• Given records:
⁂
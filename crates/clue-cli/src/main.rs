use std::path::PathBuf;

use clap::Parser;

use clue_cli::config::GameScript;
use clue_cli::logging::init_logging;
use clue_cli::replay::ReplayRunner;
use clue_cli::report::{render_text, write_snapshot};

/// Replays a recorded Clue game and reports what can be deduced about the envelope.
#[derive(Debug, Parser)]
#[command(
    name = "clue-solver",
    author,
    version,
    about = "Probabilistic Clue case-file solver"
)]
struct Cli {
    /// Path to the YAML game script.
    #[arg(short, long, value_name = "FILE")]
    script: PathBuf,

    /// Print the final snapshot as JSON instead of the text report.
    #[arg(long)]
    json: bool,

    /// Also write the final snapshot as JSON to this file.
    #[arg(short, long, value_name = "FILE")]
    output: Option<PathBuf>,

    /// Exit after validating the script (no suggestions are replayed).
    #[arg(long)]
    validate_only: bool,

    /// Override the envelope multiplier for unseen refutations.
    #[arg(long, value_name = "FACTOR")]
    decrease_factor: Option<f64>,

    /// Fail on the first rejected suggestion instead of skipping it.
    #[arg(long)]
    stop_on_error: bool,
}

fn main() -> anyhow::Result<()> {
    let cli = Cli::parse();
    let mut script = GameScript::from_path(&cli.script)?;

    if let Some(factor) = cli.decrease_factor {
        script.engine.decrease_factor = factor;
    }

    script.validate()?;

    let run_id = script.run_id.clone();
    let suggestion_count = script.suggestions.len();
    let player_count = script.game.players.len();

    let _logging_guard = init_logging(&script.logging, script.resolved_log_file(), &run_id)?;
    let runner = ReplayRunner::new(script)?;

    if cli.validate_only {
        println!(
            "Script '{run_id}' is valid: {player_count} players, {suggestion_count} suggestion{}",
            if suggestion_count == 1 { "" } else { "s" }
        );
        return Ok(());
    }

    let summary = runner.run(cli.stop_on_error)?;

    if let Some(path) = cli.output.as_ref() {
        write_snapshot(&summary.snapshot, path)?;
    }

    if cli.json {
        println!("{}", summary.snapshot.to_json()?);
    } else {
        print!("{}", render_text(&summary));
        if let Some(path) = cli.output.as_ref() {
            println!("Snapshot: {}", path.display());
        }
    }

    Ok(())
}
⁂
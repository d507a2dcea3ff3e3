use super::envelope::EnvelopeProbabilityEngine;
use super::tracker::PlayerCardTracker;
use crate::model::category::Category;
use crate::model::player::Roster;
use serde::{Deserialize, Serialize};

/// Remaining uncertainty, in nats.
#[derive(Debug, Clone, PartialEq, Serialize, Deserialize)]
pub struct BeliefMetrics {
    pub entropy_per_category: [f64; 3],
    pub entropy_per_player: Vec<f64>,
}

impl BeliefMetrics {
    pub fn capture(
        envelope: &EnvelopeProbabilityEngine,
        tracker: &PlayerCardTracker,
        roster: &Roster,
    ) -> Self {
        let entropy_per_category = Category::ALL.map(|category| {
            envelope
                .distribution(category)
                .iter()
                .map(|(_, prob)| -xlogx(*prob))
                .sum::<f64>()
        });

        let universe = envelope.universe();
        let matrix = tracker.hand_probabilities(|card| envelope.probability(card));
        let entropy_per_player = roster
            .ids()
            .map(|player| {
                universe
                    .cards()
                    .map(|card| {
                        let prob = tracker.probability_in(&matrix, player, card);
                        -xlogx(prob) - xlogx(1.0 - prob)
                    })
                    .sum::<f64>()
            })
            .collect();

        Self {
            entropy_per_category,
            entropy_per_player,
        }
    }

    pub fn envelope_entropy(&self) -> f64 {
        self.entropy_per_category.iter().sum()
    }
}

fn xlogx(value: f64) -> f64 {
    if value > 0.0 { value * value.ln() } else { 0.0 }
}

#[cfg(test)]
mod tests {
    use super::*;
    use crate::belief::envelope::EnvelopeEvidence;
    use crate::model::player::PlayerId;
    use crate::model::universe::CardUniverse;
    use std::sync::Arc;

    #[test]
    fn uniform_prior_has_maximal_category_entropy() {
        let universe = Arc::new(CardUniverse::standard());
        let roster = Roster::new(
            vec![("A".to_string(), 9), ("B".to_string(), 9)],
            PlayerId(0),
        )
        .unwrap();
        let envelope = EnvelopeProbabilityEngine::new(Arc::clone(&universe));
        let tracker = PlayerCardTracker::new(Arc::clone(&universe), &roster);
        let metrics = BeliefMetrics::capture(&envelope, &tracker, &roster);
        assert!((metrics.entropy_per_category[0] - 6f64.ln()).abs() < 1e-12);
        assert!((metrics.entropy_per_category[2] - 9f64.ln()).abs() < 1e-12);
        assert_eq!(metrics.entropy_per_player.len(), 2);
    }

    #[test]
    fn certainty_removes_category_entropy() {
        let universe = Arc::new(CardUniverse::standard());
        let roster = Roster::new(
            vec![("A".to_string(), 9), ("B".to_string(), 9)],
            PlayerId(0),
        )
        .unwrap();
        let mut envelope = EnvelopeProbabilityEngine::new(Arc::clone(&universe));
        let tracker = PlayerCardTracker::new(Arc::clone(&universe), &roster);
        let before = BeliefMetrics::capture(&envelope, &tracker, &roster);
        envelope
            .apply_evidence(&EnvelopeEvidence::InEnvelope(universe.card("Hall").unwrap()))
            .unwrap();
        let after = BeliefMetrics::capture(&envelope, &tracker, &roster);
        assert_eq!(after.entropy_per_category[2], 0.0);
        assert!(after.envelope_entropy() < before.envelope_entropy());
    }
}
⁂
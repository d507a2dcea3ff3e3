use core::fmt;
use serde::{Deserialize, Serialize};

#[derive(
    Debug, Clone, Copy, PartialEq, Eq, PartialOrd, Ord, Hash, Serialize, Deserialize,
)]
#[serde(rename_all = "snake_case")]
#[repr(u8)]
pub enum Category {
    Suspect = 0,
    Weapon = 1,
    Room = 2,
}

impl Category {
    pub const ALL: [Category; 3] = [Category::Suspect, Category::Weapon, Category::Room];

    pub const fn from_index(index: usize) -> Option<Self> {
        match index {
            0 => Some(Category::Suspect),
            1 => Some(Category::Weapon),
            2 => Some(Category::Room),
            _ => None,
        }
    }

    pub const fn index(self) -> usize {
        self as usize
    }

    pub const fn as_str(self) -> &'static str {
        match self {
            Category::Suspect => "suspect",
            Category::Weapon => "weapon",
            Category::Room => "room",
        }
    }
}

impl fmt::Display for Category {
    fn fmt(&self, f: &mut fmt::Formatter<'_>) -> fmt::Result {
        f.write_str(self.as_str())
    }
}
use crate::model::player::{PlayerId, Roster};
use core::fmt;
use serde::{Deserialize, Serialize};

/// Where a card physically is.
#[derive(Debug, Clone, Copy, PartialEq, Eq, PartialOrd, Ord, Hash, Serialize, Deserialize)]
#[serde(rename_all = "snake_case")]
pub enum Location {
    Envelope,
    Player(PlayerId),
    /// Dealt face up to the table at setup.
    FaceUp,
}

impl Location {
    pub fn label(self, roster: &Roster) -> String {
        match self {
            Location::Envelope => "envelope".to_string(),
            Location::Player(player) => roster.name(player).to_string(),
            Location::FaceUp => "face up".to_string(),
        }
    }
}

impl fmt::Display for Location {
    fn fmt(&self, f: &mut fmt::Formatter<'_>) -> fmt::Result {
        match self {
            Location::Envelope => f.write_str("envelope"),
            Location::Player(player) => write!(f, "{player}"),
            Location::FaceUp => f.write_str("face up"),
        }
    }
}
⁂
Nothing should appear in the answer except the lines above from the line with "filename crates/clue-cli/src/main.rs" through the line with "about the envelope.", both included, written out exactly.

filename crates/clue-cli/src/main.rs
use std::path::PathBuf;

use clap::Parser;

use clue_cli::config::GameScript;
use clue_cli::logging::init_logging;
use clue_cli::replay::ReplayRunner;
use clue_cli::report::{render_text, write_snapshot};

/// Replays a recorded Clue game and reports what can be deduced about the envelope.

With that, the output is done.